Masyarakat pesisir dalam kehidupan sehari-hari tidak lepas dari
ketergantungannya akan sumber daya pesisir karena mata pencaharian
penduduknya yang bergantung pada laut. Karena mata pencahariannya yang
bergantung pada laut, maka masyarakat nelayan memilih untuk bertempat tinggal
di wilayah pesisir. Hal ini merupakan salah satu faktor timbulnya permukiman
yang berada di wilayah pesisir yang membedakannya dengan permukiman yang

ada di wilayah perkotaan. Salah satu faktor yang menyebabkan masyarakat
bertempat tinggal di wilayah perkotaan adalah karena banyaknya lapangan
pekerjaan yang ditawarkan.

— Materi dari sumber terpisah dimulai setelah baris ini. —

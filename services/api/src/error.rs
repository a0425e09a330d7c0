//! services/api/src/error.rs
//!
//! Defines the primary error type for the entire API service, and the one
//! place where errors become HTTP responses.

use axum::{
    http::StatusCode,
    response::{IntoResponse, Response},
    Json,
};
use neurocom_core::domain::{Resource, Tier};
use neurocom_core::ports::PortError;
use neurocom_core::CoreError;
use serde_json::{json, Value};
use tracing::error;

use crate::config::ConfigError;

/// The primary error type for the `api` service.
#[derive(Debug, thiserror::Error)]
pub enum ApiError {
    /// Represents an error that occurred during configuration loading.
    #[error("Configuration error: {0}")]
    Config(#[from] ConfigError),

    /// Represents an error that propagated up from one of the core service ports.
    #[error("Service Port Error: {0}")]
    Port(#[from] PortError),

    /// A failure reported by a core service, including guard refusals.
    #[error(transparent)]
    Core(#[from] CoreError),

    /// Represents an error from the underlying database library.
    #[error("Database Error: {0}")]
    Database(#[from] sqlx::Error),

    /// Represents a standard Input/Output error (e.g., binding to a network socket).
    #[error("IO error: {0}")]
    Io(#[from] std::io::Error),

    /// Missing, malformed or expired bearer credential.
    #[error("Unauthenticated: {0}")]
    Unauthenticated(String),

    #[error("Bad request: {0}")]
    BadRequest(String),

    /// A catch-all for any other unexpected errors.
    #[error("An unexpected internal error occurred: {0}")]
    Internal(String),
}

pub type ApiResult<T> = Result<T, ApiError>;

//=========================================================================================
// Error-to-HTTP Mapping
//=========================================================================================

const GENERIC_FAILURE: &str = "Erro interno do servidor";

impl ApiError {
    /// The status code and JSON body for this error. Every endpoint goes
    /// through here, so all refusals share one shape.
    pub fn to_response_parts(&self) -> (StatusCode, Value) {
        match self {
            ApiError::Core(err) => core_parts(err),
            ApiError::Port(err) => port_parts(err),
            ApiError::Unauthenticated(msg) => body(StatusCode::UNAUTHORIZED, "unauthenticated", msg),
            ApiError::BadRequest(msg) => body(StatusCode::BAD_REQUEST, "validation", msg),
            ApiError::Config(_)
            | ApiError::Database(_)
            | ApiError::Io(_)
            | ApiError::Internal(_) => internal(),
        }
    }
}

impl IntoResponse for ApiError {
    fn into_response(self) -> Response {
        let (status, payload) = self.to_response_parts();
        if status.is_server_error() {
            error!("Request failed: {:?}", self);
        }
        (status, Json(payload)).into_response()
    }
}

fn core_parts(err: &CoreError) -> (StatusCode, Value) {
    match err {
        CoreError::Unauthenticated => body(
            StatusCode::UNAUTHORIZED,
            "unauthenticated",
            "Token inválido ou ausente",
        ),
        CoreError::UserNotFound(_) => {
            body(StatusCode::NOT_FOUND, "user_not_found", "Usuário não encontrado")
        }
        CoreError::InsufficientTier { current, allowed } => {
            let required = allowed.iter().min_by_key(|t| t.rank()).copied();
            (
                StatusCode::FORBIDDEN,
                json!({
                    "erro": "Recurso exclusivo para assinantes",
                    "code": "insufficient_tier",
                    "plano_atual": current.as_str(),
                    "planos_permitidos": allowed.iter().map(|t| t.as_str()).collect::<Vec<_>>(),
                    "requer_plano": required.map(Tier::as_str),
                    "sugestao": match required {
                        Some(tier) => format!("Faça upgrade para o plano {} ou superior", tier),
                        None => "Faça upgrade do seu plano para acessar este recurso".to_string(),
                    },
                }),
            )
        }
        CoreError::QuotaExceeded {
            resource,
            limit,
            used,
            current,
        } => (
            StatusCode::FORBIDDEN,
            json!({
                "erro": format!("Limite de {} atingido", resource_label(*resource)),
                "code": "quota_exceeded",
                "limite": limit,
                "usados": used,
                "plano_atual": current.as_str(),
                "sugestao": "Faça upgrade para o plano full para acesso ilimitado",
            }),
        ),
        CoreError::NotFound(msg) => body(StatusCode::NOT_FOUND, "not_found", msg),
        CoreError::Validation(msg) => body(StatusCode::BAD_REQUEST, "validation", msg),
        CoreError::SynthesisTimeout(_) => body(
            StatusCode::GATEWAY_TIMEOUT,
            "synthesis_timeout",
            "Falha ao processar pergunta, tente novamente",
        ),
        CoreError::Port(err) => port_parts(err),
        CoreError::Embedding(_) | CoreError::Retrieval(_) | CoreError::SynthesisDegraded => {
            internal()
        }
    }
}

fn port_parts(err: &PortError) -> (StatusCode, Value) {
    match err {
        PortError::NotFound(msg) => body(StatusCode::NOT_FOUND, "not_found", msg),
        PortError::Conflict(msg) => body(StatusCode::CONFLICT, "conflict", msg),
        PortError::Unauthorized => body(
            StatusCode::UNAUTHORIZED,
            "unauthenticated",
            "Token inválido ou ausente",
        ),
        PortError::Unexpected(_) => internal(),
    }
}

fn resource_label(resource: Resource) -> &'static str {
    match resource {
        Resource::Messages => "mensagens",
        Resource::Consultations => "consultas",
    }
}

fn body(status: StatusCode, code: &str, message: &str) -> (StatusCode, Value) {
    (status, json!({ "erro": message, "code": code }))
}

fn internal() -> (StatusCode, Value) {
    body(StatusCode::INTERNAL_SERVER_ERROR, "internal", GENERIC_FAILURE)
}
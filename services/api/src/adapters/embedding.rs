//! services/api/src/adapters/embedding.rs
//!
//! This module contains the adapter for the text-embedding model.
//! It implements the `EmbeddingService` port from the `core` crate. Shape
//! validation (empty input, dimensionality) is done by the core `Embedder`.

use async_openai::{config::OpenAIConfig, types::CreateEmbeddingRequestArgs, Client};
use async_trait::async_trait;
use neurocom_core::ports::{EmbeddingService, PortError, PortResult};

//=========================================================================================
// The Main Adapter Struct
//=========================================================================================

/// An adapter that implements `EmbeddingService` using an OpenAI-compatible endpoint.
#[derive(Clone)]
pub struct OpenAiEmbeddingAdapter {
    client: Client<OpenAIConfig>,
    model: String,
    dimensions: u32,
}

impl OpenAiEmbeddingAdapter {
    /// Creates a new `OpenAiEmbeddingAdapter` asking for `dimensions`-long vectors.
    pub fn new(client: Client<OpenAIConfig>, model: String, dimensions: u32) -> Self {
        Self {
            client,
            model,
            dimensions,
        }
    }
}

//=========================================================================================
// `EmbeddingService` Trait Implementation
//=========================================================================================

#[async_trait]
impl EmbeddingService for OpenAiEmbeddingAdapter {
    async fn embed(&self, text: &str) -> PortResult<Vec<f32>> {
        let request = CreateEmbeddingRequestArgs::default()
            .model(&self.model)
            .input(text)
            .dimensions(self.dimensions)
            .build()
            .map_err(|e| PortError::Unexpected(e.to_string()))?;

        let response = self
            .client
            .embeddings()
            .create(request)
            .await
            .map_err(|e| PortError::Unexpected(e.to_string()))?;

        response
            .data
            .into_iter()
            .next()
            .map(|item| item.embedding)
            .ok_or_else(|| PortError::Unexpected("Embedding response had no data".to_string()))
    }
}
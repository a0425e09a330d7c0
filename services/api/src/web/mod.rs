pub mod auth;
pub mod chat;
pub mod content;
pub mod inbox;
pub mod learning;
pub mod middleware;
pub mod rest;
pub mod state;

use axum::{
    extract::DefaultBodyLimit,
    http::{
        header::{ACCEPT, AUTHORIZATION, CONTENT_TYPE},
        HeaderValue, Method,
    },
    middleware as axum_middleware,
    routing::{delete, get, patch, post},
    Router,
};
use neurocom_core::AccessChain;
use std::sync::Arc;
use tower_http::{cors::CorsLayer, trace::TraceLayer};
use utoipa::OpenApi;
use utoipa_swagger_ui::SwaggerUi;

use crate::config::ConfigError;
use crate::error::ApiError;
use middleware::{require_access, require_auth, GuardState};
use rest::ApiDoc;
use state::AppState;

const MAX_BODY_BYTES: usize = 1024 * 1024;

/// Builds the complete application: public and protected API routes, CORS,
/// request tracing and the Swagger UI.
pub fn app_router(state: Arc<AppState>) -> Result<Router, ApiError> {
    let origin = state.config.front_url.parse::<HeaderValue>().map_err(|e| {
        ConfigError::InvalidValue("FRONT_URL".to_string(), e.to_string())
    })?;
    let cors = CorsLayer::new()
        .allow_origin(origin)
        .allow_credentials(true)
        .allow_methods([
            Method::GET,
            Method::POST,
            Method::PATCH,
            Method::DELETE,
            Method::OPTIONS,
        ])
        .allow_headers([AUTHORIZATION, CONTENT_TYPE, ACCEPT]);

    let guard = |chain: AccessChain| {
        axum_middleware::from_fn_with_state(GuardState::new(state.clone(), chain), require_access)
    };

    // Public routes (no auth required)
    let public_routes = Router::new()
        .route("/health", get(rest::health_handler))
        .route("/auth/signup", post(auth::signup_handler))
        .route("/auth/login", post(auth::login_handler));

    // Protected routes (auth required, then each route's own guards)
    let protected_routes = Router::new()
        .route("/me", get(auth::me_handler))
        .route(
            "/sessions",
            post(rest::create_session_handler).get(rest::list_sessions_handler),
        )
        .route("/sessions/{id}", patch(rest::rename_session_handler))
        .route("/chat-history/{session_id}", get(rest::chat_history_handler))
        .route("/chat", post(chat::chat_handler))
        .route("/guide/chat", post(chat::guide_chat_handler))
        .route("/guide/history", get(chat::guide_history_handler))
        .route(
            "/messages",
            get(inbox::list_messages_handler)
                .route_layer(guard(state.subscribers_chain()))
                .merge(
                    post(inbox::send_message_handler)
                        .route_layer(guard(state.messages_chain())),
                ),
        )
        .route(
            "/schedule",
            get(inbox::list_bookings_handler)
                .route_layer(guard(state.subscribers_chain()))
                .merge(
                    post(inbox::book_consultation_handler)
                        .route_layer(guard(state.schedule_chain())),
                ),
        )
        .route(
            "/schedule/{id}",
            delete(inbox::cancel_booking_handler).route_layer(guard(state.subscribers_chain())),
        )
        .route(
            "/videos/{slug}",
            get(content::get_video_handler).route_layer(guard(state.video_chain())),
        )
        .route(
            "/videos/{slug}/progress",
            post(content::video_progress_handler).route_layer(guard(state.video_chain())),
        )
        .route("/tracks", get(learning::list_tracks_handler))
        .route(
            "/tracks/{slug}",
            get(learning::get_track_handler).route_layer(guard(state.track_chain())),
        )
        .route(
            "/tracks/{slug}/start",
            post(learning::start_track_handler).route_layer(guard(state.track_chain())),
        )
        .route("/steps/{id}/complete", post(learning::complete_step_handler))
        .route(
            "/profile",
            get(learning::get_profile_handler).patch(learning::update_profile_handler),
        )
        .route(
            "/reflections",
            post(content::create_reflection_handler).get(content::list_reflections_handler),
        )
        .route_layer(axum_middleware::from_fn_with_state(
            state.clone(),
            require_auth,
        ));

    // Combine API routes
    let api_router = Router::new()
        .merge(public_routes)
        .merge(protected_routes)
        .layer(DefaultBodyLimit::max(MAX_BODY_BYTES))
        .layer(TraceLayer::new_for_http())
        .layer(cors)
        .with_state(state);

    // Merge the API router with the Swagger UI router for a complete application.
    Ok(Router::new()
        .merge(api_router)
        .merge(SwaggerUi::new("/swagger-ui").url("/api-docs/openapi.json", ApiDoc::openapi())))
}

Sedangkan untuk wilayah pesisir, karena mata
pencahariannya bersumber dari laut, mereka memilih untuk bertempat tinggal di
wilayah pesisir. Potensi dan sumber daya alam di kawasan pesisir yang beraneka
ragam menjadi daya tarik masyarakat untuk memenuhi kebutuhan hidupnya,
sehingga terbentuklah permukiman pesisir yang bervariasi sesuai dengan tingkat
penghidupan masyarakatnya.

2.2 Kajian Umum Wilayah Pesisir
2.2.1 Pengertian Wilayah Pesisir
Indonesia merupakan Negara Kepulauan dengan jumlah pulau yang
mencapai 17.508 dan panjang garis pantai kurang lebih 81.000 km (DKP, 2008).
Keadaan ini menyebabkan kawasan pesisir menjadi andalan sumber pendapatan
masyarakat Indonesia. Secara umum, wilayah pesisir dapat didefinisikan sebagai
wilayah pertemuan antara ekosistem darat, ekosistem laut dan ekosistem udara
yang saling bertemu dalam suatu keseimbangan yang rentan (Beatly et al, 2002).
Departemen Kelautan dan Perikanan dalam rancangan Undang-undang
Pengelolaan Wilayah Pesisir Terpadu mendefinisikan wilayah pesisir sebagai
kawasan peralihan yang menghubungkan ekosistem darat dan ekosistem laut yang
terletak antara batas sempadan ke arah darat sejauh pasang tertinggi dan ke arah
laut sejauh pengaruh aktivitas dari daratan. Wilayah pesisir memiliki nilai
ekonomi tinggi, namun terancam kontinuitasnya. Dengan potensi yang unik dan
bernilai ekonomi tadi maka wilayah pesisir dihadapkan pada ancaman yang tinggi
pula, maka hendaknya wilayah pesisir dalam pembangunannya perlu ditangani
secara khusus agar wilayah ini dapat dikelola secara benar dan berkelanjutan.
Transisi antara daratan dan lautan di wilayah pesisir telah membentuk
ekosistem yang beragam dan sangat produktif serta memberikan nilai ekonomi
yang luar biasa terhadap manusia. Sejalan dengan pertambahan penduduk dan

peningkatan kegiatan pembangunan sosial dan ekonomi “nilai” wilayah pesisir
terus bertambah. Konsekuensi dari tekanan terhadap pesisir ini adalah masalah
pengelolaan yang timbul karena konflik pemanfaatan yang timbul akibat berbagai
kepentingan yang ada di wilayah pesisir (Nurmalasari, 2001).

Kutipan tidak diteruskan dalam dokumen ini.